=== Begin Enclosure ===
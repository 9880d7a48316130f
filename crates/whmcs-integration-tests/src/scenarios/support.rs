//! Support scenarios: announcements, cancellation requests, client notes and
//! the full ticket lifecycle

use anyhow::{Context, ensure};
use chrono::NaiveDate;
use whmcs::types::{
    AddAnnouncementRequest, AddCancelRequest, AddClientNoteRequest, AddTicketNoteRequest,
    AddTicketReplyRequest, BlockTicketSenderRequest, DeleteAnnouncementRequest,
    DeleteTicketNoteRequest, DeleteTicketReplyRequest, DeleteTicketRequest,
    GetAnnouncementsRequest, GetTicketRequest, GetTicketResponse, MergeTicketRequest,
    OpenTicketRequest, UpdateTicketReplyRequest, UpdateTicketRequest,
};
use whmcs::{Client, Id};

use super::{Step, settle};
use crate::ScenarioContext;

/// Message the platform answers for a ticket that does not exist.
pub const TICKET_NOT_FOUND: &str = "Ticket ID Not Found";

/// Date every demo announcement carries.
pub fn announcement_date() -> anyhow::Result<NaiveDate> {
    NaiveDate::from_ymd_opt(1969, 7, 11).context("valid date")
}

/// Publish the demo announcement and return its id.
pub async fn add_demo_announcement(client: &Client) -> anyhow::Result<Id> {
    let added = client
        .support()
        .add_announcement(
            &AddAnnouncementRequest::builder()
                .date(announcement_date()?)
                .title("There's something wrong")
                .announcement("Your circuit's dead")
                .build()?,
        )
        .await?;
    added
        .announcementid
        .context("AddAnnouncement returned no announcementid")
}

async fn announcement_count(client: &Client, announcement_id: &Id) -> anyhow::Result<usize> {
    let listed = client
        .support()
        .get_announcements(&GetAnnouncementsRequest::default())
        .await?;
    Ok(listed
        .announcements
        .announcement
        .iter()
        .filter(|a| &a.id == announcement_id)
        .count())
}

/// Add an announcement, find it, delete it and check it is gone.
pub async fn announcement_lifecycle(client: &Client) -> anyhow::Result<Id> {
    let announcement_id = add_demo_announcement(client).await?;

    let page = client
        .support()
        .get_announcements(&GetAnnouncementsRequest::page(0, 1))
        .await?;
    ensure!(
        page.announcements.announcement.len() == 1,
        "GetAnnouncements returned {} announcements for limitnum 1",
        page.announcements.announcement.len()
    );
    ensure!(
        announcement_count(client, &announcement_id).await? == 1,
        "announcement {announcement_id} not found exactly once"
    );

    client
        .support()
        .delete_announcement(&DeleteAnnouncementRequest::new(announcement_id.clone()))
        .await?;
    ensure!(
        announcement_count(client, &announcement_id).await? == 0,
        "announcement {announcement_id} still listed after deletion"
    );

    Ok(announcement_id)
}

/// Request cancellation of the context's service, when one is configured.
pub async fn cancel_request(client: &Client, ctx: &ScenarioContext) -> anyhow::Result<Option<Id>> {
    let Some(service_id) = &ctx.service_id else {
        tracing::info!("No demo service configured; skipping the cancellation request");
        return Ok(None);
    };
    let requested = client
        .support()
        .add_cancel_request(&AddCancelRequest::new(service_id.clone()))
        .await?;
    Ok(Some(requested.serviceid.unwrap_or_else(|| service_id.clone())))
}

/// Add a note to the demo client.
pub async fn client_note(client: &Client, ctx: &ScenarioContext) -> anyhow::Result<Id> {
    let added = client
        .support()
        .add_client_note(&AddClientNoteRequest::new(
            ctx.client_id.clone(),
            "Planet Earth is blue and there's nothing I can do",
        ))
        .await?;
    added.noteid.context("AddClientNote returned no noteid")
}

/// Result of [`ticket_lifecycle`].
#[derive(Debug, Clone)]
pub struct TicketReport {
    /// Ticket that was opened and finally deleted
    pub ticket_id: Id,
    /// Ticket merged into it
    pub merged_ticket_id: Id,
    /// How blocking the sender ended
    pub block_sender: Step,
    /// Reply that was edited then deleted
    pub reply_id: Id,
    /// Note that was deleted
    pub note_id: Id,
    /// Message the platform returned for the deleted ticket
    pub lookup_after_delete: String,
}

async fn open_demo_ticket(
    client: &Client,
    ctx: &ScenarioContext,
    subject: &str,
    message: &str,
) -> anyhow::Result<Id> {
    let opened = client
        .support()
        .open_ticket(
            &OpenTicketRequest::builder()
                .deptid(ctx.dept_id.clone())
                .clientid(ctx.client_id.clone())
                .subject(subject)
                .message(message)
                .build()?,
        )
        .await?;
    ensure!(opened.tid.is_some(), "OpenTicket returned no tid");
    ensure!(opened.c.is_some(), "OpenTicket returned no c");
    let ticket_id = opened.id.context("OpenTicket returned no id")?;

    let ticket = fetch(client, &ticket_id).await?;
    ensure!(
        ticket.subject.as_deref() == Some(subject),
        "ticket {ticket_id} has subject {:?}, expected {subject:?}",
        ticket.subject
    );
    Ok(ticket_id)
}

async fn reply(client: &Client, ctx: &ScenarioContext, ticket_id: &Id) -> anyhow::Result<()> {
    client
        .support()
        .add_ticket_reply(
            &AddTicketReplyRequest::builder()
                .ticketid(ticket_id.clone())
                .clientid(ctx.client_id.clone())
                .message("this is a new reply")
                .build()?,
        )
        .await?;
    Ok(())
}

async fn fetch(client: &Client, ticket_id: &Id) -> anyhow::Result<GetTicketResponse> {
    let ticket = client
        .tickets()
        .get_ticket(&GetTicketRequest::new(ticket_id.clone()))
        .await?;
    ensure!(
        ticket.ticketid.as_ref() == Some(ticket_id),
        "GetTicket returned {:?}, expected {ticket_id}",
        ticket.ticketid
    );
    Ok(ticket)
}

/// Open a ticket and exercise notes, replies, updates, merging, blocking and
/// deletion against it.
pub async fn ticket_lifecycle(
    client: &Client,
    ctx: &ScenarioContext,
) -> anyhow::Result<TicketReport> {
    let support = client.support();

    let ticket_id =
        open_demo_ticket(client, ctx, "this is a subject", "this is a message").await?;
    tracing::info!(%ticket_id, "Ticket opened");

    support
        .add_ticket_note(&AddTicketNoteRequest::new(
            ticket_id.clone(),
            "this is a ticket note",
        ))
        .await?;
    reply(client, ctx, &ticket_id).await?;

    let updated = support
        .update_ticket(
            &UpdateTicketRequest::builder()
                .ticketid(ticket_id.clone())
                .subject("this is an updated ticket")
                .build()?,
        )
        .await?;
    ensure!(
        updated.ticketid.as_ref() == Some(&ticket_id),
        "UpdateTicket returned {:?}, expected {ticket_id}",
        updated.ticketid
    );

    let merged_ticket_id =
        open_demo_ticket(client, ctx, "this is another subject", "this is another message").await?;
    let merged = support
        .merge_ticket(
            &MergeTicketRequest::new(ticket_id.clone(), [merged_ticket_id.clone()])
                .newsubject("this is a merged ticket"),
        )
        .await?;
    ensure!(
        merged.ticketid.as_ref() == Some(&ticket_id),
        "MergeTicket returned {:?}, expected {ticket_id}",
        merged.ticketid
    );

    let block_sender = settle(
        "BlockTicketSender",
        support
            .block_ticket_sender_classified(&BlockTicketSenderRequest::new(ticket_id.clone()))
            .await,
        |_| Ok(()),
    )?;

    // Replies: the opening message is listed first without a reply id
    reply(client, ctx, &ticket_id).await?;
    let ticket = fetch(client, &ticket_id).await?;
    let reply_id = ticket
        .replies
        .reply
        .iter()
        .rev()
        .filter_map(|r| r.replyid.clone())
        .find(|id| !id.is_nil())
        .context("GetTicket listed no replies")?;

    let edited = support
        .update_ticket_reply(&UpdateTicketReplyRequest::new(
            reply_id.clone(),
            "this is an updated reply",
        ))
        .await?;
    if let Some(id) = &edited.replyid {
        ensure!(id == &reply_id, "UpdateTicketReply returned {id}, expected {reply_id}");
    }
    support
        .delete_ticket_reply(&DeleteTicketReplyRequest::new(
            ticket_id.clone(),
            reply_id.clone(),
        ))
        .await?;

    // Notes
    support
        .add_ticket_note(&AddTicketNoteRequest::new(
            ticket_id.clone(),
            "this is a ticket note",
        ))
        .await?;
    let ticket = fetch(client, &ticket_id).await?;
    ensure!(
        ticket
            .replies
            .reply
            .iter()
            .all(|r| r.replyid.as_ref() != Some(&reply_id)),
        "reply {reply_id} still listed after deletion"
    );
    let note_id = ticket
        .notes
        .note
        .first()
        .map(|n| n.noteid.clone())
        .context("GetTicket listed no notes")?;
    support
        .delete_ticket_note(&DeleteTicketNoteRequest::new(note_id.clone()))
        .await?;
    let ticket = fetch(client, &ticket_id).await?;
    ensure!(
        ticket.notes.note.iter().all(|n| n.noteid != note_id),
        "note {note_id} still listed after deletion"
    );

    support
        .delete_ticket(&DeleteTicketRequest::new(ticket_id.clone()))
        .await?;
    let lookup_after_delete = match fetch(client, &ticket_id).await {
        Ok(_) => anyhow::bail!("ticket {ticket_id} still readable after deletion"),
        Err(err) => match err.downcast_ref::<whmcs::Error>().and_then(|e| e.remote_message()) {
            Some(message) if message == TICKET_NOT_FOUND => message.to_string(),
            _ => return Err(err),
        },
    };

    Ok(TicketReport {
        ticket_id,
        merged_ticket_id,
        block_sender,
        reply_id,
        note_id,
        lookup_after_delete,
    })
}

/// Every support scenario, in order.
#[derive(Debug, Clone)]
pub struct SupportReport {
    /// Announcement that was added then deleted
    pub announcement_id: Id,
    /// Service a cancellation was requested for
    pub cancelled_service_id: Option<Id>,
    /// Client note id
    pub client_note_id: Id,
    /// Tickets
    pub ticket: TicketReport,
}

/// Run all support scenarios.
pub async fn run(client: &Client, ctx: &ScenarioContext) -> anyhow::Result<SupportReport> {
    Ok(SupportReport {
        announcement_id: announcement_lifecycle(client).await?,
        cancelled_service_id: cancel_request(client, ctx).await?,
        client_note_id: client_note(client, ctx).await?,
        ticket: ticket_lifecycle(client, ctx).await?,
    })
}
=== End Enclosure ===
▸ What you should do
Copy out all lines from the material above that contain the string "opened".

▸ Task solution
    /// Ticket that was opened and finally deleted
    let opened = client
    ensure!(opened.tid.is_some(), "OpenTicket returned no tid");
    ensure!(opened.c.is_some(), "OpenTicket returned no c");
    let ticket_id = opened.id.context("OpenTicket returned no id")?;
    tracing::info!(%ticket_id, "Ticket opened");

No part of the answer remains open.